De Kwaliteitsimpuls Groene Omgeving is bij deze ontwikkeling van belang op de niveau's van landschap, erf en de gebouwen. Met een zorgvuldige inpassing in het landschap, door aansluiting op de bestaande kwaliteiten van open en dicht, een compact erf met veel natuurlijk groen, en gebouwen die met elkaar een samenhangend geheel vormen, wordt een nieuwe ontwikkeling/functie toegevoegd die in ruimtelijk en sociaal opzicht een impuls betekend voor de aanwezige kwaliteit. Een en ander wordt nader beschreven in subparagraaf 2.4.5. Op deze plaats wordt geconcludeerd dat de voorgenomen ontwikkeling in overeenstemming is met artikel 2.1.5 en 2.1.6 van de Omgevingsverordening Overijssel.

2.4.5 Kwaliteitsimpuls Groene Omgeving
2.4.5.1 Algemeen

De kwaliteit van het Overijsselse landschap en de sociaal-economische ontwikkeling van het landelijk gebied gaan hand in hand en vormen de basis voor allerlei ontwikkelingen. Nieuwe ontwikkelingen moeten mogelijk zijn onder voorwaarde dat ze bijdragen aan de kwaliteit van de leefomgeving. Met de kwaliteitsimpuls Groene Omgeving biedt de provincie Overijssel beleidsruimte aan gemeenten voor ontwikkelingen in de groene ruimte. In het buitengebied is ruimte voor grootschalige uitbreidingen en nieuwe ontwikkelingen mits die gelijk opgaan met verbeteringen van de ruimtelijke kwaliteit.

Ruimtelijke kwaliteit wordt gerealiseerd door naast bescherming vooral in te zetten op het verbinden van bestaande gebiedskwaliteiten en nieuwe ontwikkelingen, waarbij bestaande kwaliteiten worden beschermd en versterkt en nieuwe kwaliteiten worden toegevoegd.

2.4.5.2 Methodiek

De methodiek voor het bepalen van de balans tussen ontwikkelingsruimte en de gevraagde investering in de groene omgeving, is gericht op het volgende: hoe meer de ontwikkeling als gebiedsvreemd te beschouwen is en /of hoe groter de schaal en impact op de ruimtelijke kwaliteit is, des te zwaarder weegt dat aan de ontwikkelingskant van de balans en hoe hoger de aanvullende kwaliteitsprestaties dan dienen te zijn. Als het gaat om een gebiedsvreemde ontwikkeling van een grote schaal en met een grote impact op de omgeving, dan zal een forse investering in het landschap nodig zijn.

Om te beoordelen of medewerking kan worden verleend aan het verzoek, dienen het volgende model gevolgd te worden:

afbeelding "i_NL.IMRO.0148.NKernen2016hz13-vs01_0009.png"  
Afbeelding 2.6 Modelschema Kwaliteitsimpuls Groene Omgeving (Bron: provincie Overijssel)  
2.4.5.3 Toetsing van het initiaitef aan de uitgangspunten van de Kwaliteitsimpuls Groene Omgeving

Generiek beleid

Zoals blijkt uit de toetsing aan de generieke beleidskeuzes, brengen deze generieke beleidskeuzes geen belemmering met zich mee. Kortheidshalve wordt verwezen naar subparagraaf 2.4.3.1.

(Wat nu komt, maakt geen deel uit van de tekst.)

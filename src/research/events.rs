//! 研究过程事件：供传输层（CLI / WebSocket）展示进度

use serde::Serialize;
use tokio::sync::mpsc::UnboundedSender;

/// 单个进度事件（可序列化为 JSON）
#[derive(Debug, Clone, Serialize)]
#[serde(tag = "type", rename_all = "snake_case")]
pub enum ResearchEvent {
    /// 进入某个阶段
    StageStarted { stage: String },
    /// 需要用户回答澄清问题，运行已挂起
    ClarificationRequested { question: String },
    /// 规划完成，列出章节标题
    PlanReady { sections: Vec<String> },
    /// 章节任务已派发
    SectionDispatched { title: String },
    /// 工具调用（参数预览）
    ToolCall { section: Option<String>, tool: String, args_preview: String },
    /// 章节完成
    SectionCompleted { title: String, sources: usize },
    /// 评审结论
    ReviewDecision {
        iteration: u32,
        sufficient: bool,
        score: u8,
        retry: Vec<String>,
    },
    /// 最终报告已生成
    ReportReady { chars: usize },
    Error { text: String },
}

/// 事件发送器；接收端关闭时静默丢弃
pub type EventSender = UnboundedSender<ResearchEvent>;

pub(crate) fn send_event(tx: &Option<EventSender>, ev: ResearchEvent) {
    if let Some(t) = tx {
        let _ = t.send(ev);
    }
}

Ontwikkelingsperspectieven

In subparagraaf 2.4.3.2 wordt getoetst aan het ter plekke geldende ontwikkelingsperspectief. Hieruit blijkt dat de ontwikkeling passend is binnen het geldende ontwikkelingsperspectief.

Gebiedseigen of gebiedsvreemd

Het onderscheid in gebiedseigen en gebiedsvreemde functies geeft een indicatie voor de mogelijke bijdrage vanuit de functie zelf aan behoud en versterking van de ruimtelijke kwaliteit van de omgeving. Een gebiedseigen functie past in de beleidsdoelstellingen ofwel het ontwikkelingsperspectief van een gebied. Bij een gebiedsvreemde functie is er eerder sprake van gebruikseffecten die een negatieve invloed kunnen hebben op (ontwikkelingsmogelijkheden van functies in) de omgeving (verkeer, milieu, geurgevoeligheid, e.d.).

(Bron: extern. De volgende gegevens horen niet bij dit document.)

//! 检查点存储：在挂起点按 thread_id 持久化 ResearchState，恢复时读回
//!
//! - `MemoryCheckpointStore`：进程内，测试与一次性 CLI 运行使用
//! - `SqliteCheckpointStore`：rusqlite 单文件，跨进程恢复；同步调用放在 spawn_blocking 中
//!
//! 状态以 JSON 文本保存；会话完成后仍保留一份归档（status = completed），可显式删除。

use std::collections::HashMap;
use std::path::{Path, PathBuf};
use std::sync::{Arc, Mutex};

use async_trait::async_trait;
use rusqlite::{params, Connection, OptionalExtension};
use tokio::sync::RwLock;

use crate::core::error::ResearchError;
use crate::core::state::{ResearchState, RunStatus};

/// 持久化抽象
#[async_trait]
pub trait CheckpointStore: Send + Sync {
    /// 写入（覆盖）该 thread 的状态
    async fn save(&self, state: &ResearchState) -> Result<(), ResearchError>;

    /// 读取；不存在时返回 None
    async fn load(&self, thread_id: &str) -> Result<Option<ResearchState>, ResearchError>;

    async fn delete(&self, thread_id: &str) -> Result<(), ResearchError>;
}

fn encode(state: &ResearchState) -> Result<String, ResearchError> {
    serde_json::to_string(state).map_err(|e| ResearchError::Checkpoint(format!("serialize state: {e}")))
}

fn decode(json: &str) -> Result<ResearchState, ResearchError> {
    serde_json::from_str(json).map_err(|e| ResearchError::Checkpoint(format!("deserialize state: {e}")))
}

fn status_str(status: RunStatus) -> &'static str {
    match status {
        RunStatus::Running => "running",
        RunStatus::AwaitingInput => "awaiting_input",
        RunStatus::Completed => "completed",
    }
}

/// 进程内存储
#[derive(Default)]
pub struct MemoryCheckpointStore {
    states: RwLock<HashMap<String, String>>,
}

impl MemoryCheckpointStore {
    pub fn new() -> Self {
        Self::default()
    }

    pub async fn len(&self) -> usize {
        self.states.read().await.len()
    }
}

#[async_trait]
impl CheckpointStore for MemoryCheckpointStore {
    async fn save(&self, state: &ResearchState) -> Result<(), ResearchError> {
        let json = encode(state)?;
        self.states.write().await.insert(state.thread_id.clone(), json);
        Ok(())
    }

    async fn load(&self, thread_id: &str) -> Result<Option<ResearchState>, ResearchError> {
        match self.states.read().await.get(thread_id) {
            Some(json) => decode(json).map(Some),
            None => Ok(None),
        }
    }

    async fn delete(&self, thread_id: &str) -> Result<(), ResearchError> {
        self.states.write().await.remove(thread_id);
        Ok(())
    }
}

/// SQLite 存储
pub struct SqliteCheckpointStore {
    conn: Arc<Mutex<Connection>>,
    db_path: PathBuf,
}

impl SqliteCheckpointStore {
    pub fn open(db_path: impl AsRef<Path>) -> Result<Self, ResearchError> {
        let db_path = db_path.as_ref().to_path_buf();
        if let Some(parent) = db_path.parent() {
            if !parent.as_os_str().is_empty() {
                std::fs::create_dir_all(parent)
                    .map_err(|e| ResearchError::Checkpoint(format!("create checkpoint directory: {e}")))?;
            }
        }
        let conn = Connection::open(&db_path)
            .map_err(|e| ResearchError::Checkpoint(format!("open checkpoint database: {e}")))?;
        Self::init_schema(&conn)?;
        tracing::debug!(path = %db_path.display(), "Checkpoint database opened");

        Ok(Self {
            conn: Arc::new(Mutex::new(conn)),
            db_path,
        })
    }

    pub fn db_path(&self) -> &Path {
        &self.db_path
    }

    fn init_schema(conn: &Connection) -> Result<(), ResearchError> {
        conn.execute_batch(
            r"
            CREATE TABLE IF NOT EXISTS checkpoints (
                thread_id TEXT PRIMARY KEY,
                status TEXT NOT NULL,
                state TEXT NOT NULL,
                updated_at TEXT NOT NULL
            );
            ",
        )
        .map_err(|e| ResearchError::Checkpoint(format!("init checkpoint schema: {e}")))
    }

    /// 在阻塞线程池中持锁执行一次数据库操作
    async fn with_conn<T, F>(&self, op: F) -> Result<T, ResearchError>
    where
        T: Send + 'static,
        F: FnOnce(&Connection) -> rusqlite::Result<T> + Send + 'static,
    {
        let conn = self.conn.clone();
        tokio::task::spawn_blocking(move || {
            let guard = conn
                .lock()
                .map_err(|_| ResearchError::Checkpoint("checkpoint connection lock poisoned".into()))?;
            op(&guard).map_err(|e| ResearchError::Checkpoint(e.to_string()))
        })
        .await
        .map_err(|e| ResearchError::Checkpoint(format!("checkpoint task failed: {e}")))?
    }
}

#[async_trait]
impl CheckpointStore for SqliteCheckpointStore {
    async fn save(&self, state: &ResearchState) -> Result<(), ResearchError> {
        let json = encode(state)?;
        let thread_id = state.thread_id.clone();
        let status = status_str(state.status);
        self.with_conn(move |conn| {
            conn.execute(
                "INSERT INTO checkpoints (thread_id, status, state, updated_at)
                 VALUES (?1, ?2, ?3, ?4)
                 ON CONFLICT(thread_id) DO UPDATE SET
                    status = excluded.status,
                    state = excluded.state,
                    updated_at = excluded.updated_at",
                params![thread_id, status, json, chrono::Utc::now().to_rfc3339()],
            )
            .map(|_| ())
        })
        .await
    }

    async fn load(&self, thread_id: &str) -> Result<Option<ResearchState>, ResearchError> {
        let thread_id = thread_id.to_string();
        let json: Option<String> = self
            .with_conn(move |conn| {
                conn.query_row(
                    "SELECT state FROM checkpoints WHERE thread_id = ?1",
                    params![thread_id],
                    |row| row.get(0),
                )
                .optional()
            })
            .await?;
        json.as_deref().map(decode).transpose()
    }

    async fn delete(&self, thread_id: &str) -> Result<(), ResearchError> {
        let thread_id = thread_id.to_string();
        self.with_conn(move |conn| {
            conn.execute("DELETE FROM checkpoints WHERE thread_id = ?1", params![thread_id])
                .map(|_| ())
        })
        .await
    }
}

Het ontwikkelingsperspectief ter plaatse van het plangebied voorziet primair in het bieden van ruimte aan agrarische bedrijven om verdere modernisering en schaalvergroting mogelijk te maken. In voorliggend geval is dan ook sprake van een gebiedsvreemde functie. Wel is de beoogde natuurboerderij gelieerd aan het buitengebied en vanuit functioneel en milieukundig oogpunt passend in de omgeving. Daarnaast dient opgemerkt te worden dat de beoogde locatie van de natuurboerderij zeer geschikt is, omdat hier voldoende ruimte is om dieren te houden en los te laten lopen in het weiland. Dergelijke functies komen veelvuldig voor in stadsrandzones.

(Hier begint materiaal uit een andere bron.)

//! 工具参数 JSON Schema 生成（schemars）
//!
//! 工具用一个参数结构体描述入参，既用于生成传给模型的 schema，也用于反序列化 args。

use schemars::{schema_for, JsonSchema};
use serde::de::DeserializeOwned;
use serde_json::Value;

/// 返回参数类型 T 的 JSON Schema（serde_json::Value）
pub fn args_schema<T: JsonSchema>() -> Value {
    serde_json::to_value(schema_for!(T)).unwrap_or_else(|_| serde_json::json!({"type": "object"}))
}

/// 将模型给出的 args 解析为参数结构体
pub fn parse_args<T: DeserializeOwned>(tool: &str, args: Value) -> Result<T, String> {
    serde_json::from_value(args).map_err(|e| format!("Invalid arguments for {tool}: {e}"))
}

Eigen belang of maatschappelijk belang

In geval van voorgenomen ontwikkeling is sprake van een maatschappelijk belang. De beoogde natuurboerderij is een agrarische en recreatieve voorziening met educatieve en sociale elementen. Het doel is om het publiek, maar met name kinderen, op een interactieve en speelse manier in contact te brengen met de levende natuur (dieren, bomen, planten etc.). Zoals ook blijkt uit subparagraaf 2.5.1 zorgt de voorgenomen ontwikkeling voor een versterking van de recreatieve en educatieve functie van het gebied en past hiermee binnen de in 'Structuurvisie Buitengebied gemeente Dalfsen' geformuleerde ambities. Tot slot dient opgemerkt te worden dat de natuurboerderij een stichting betreft zonder winstoogmerk.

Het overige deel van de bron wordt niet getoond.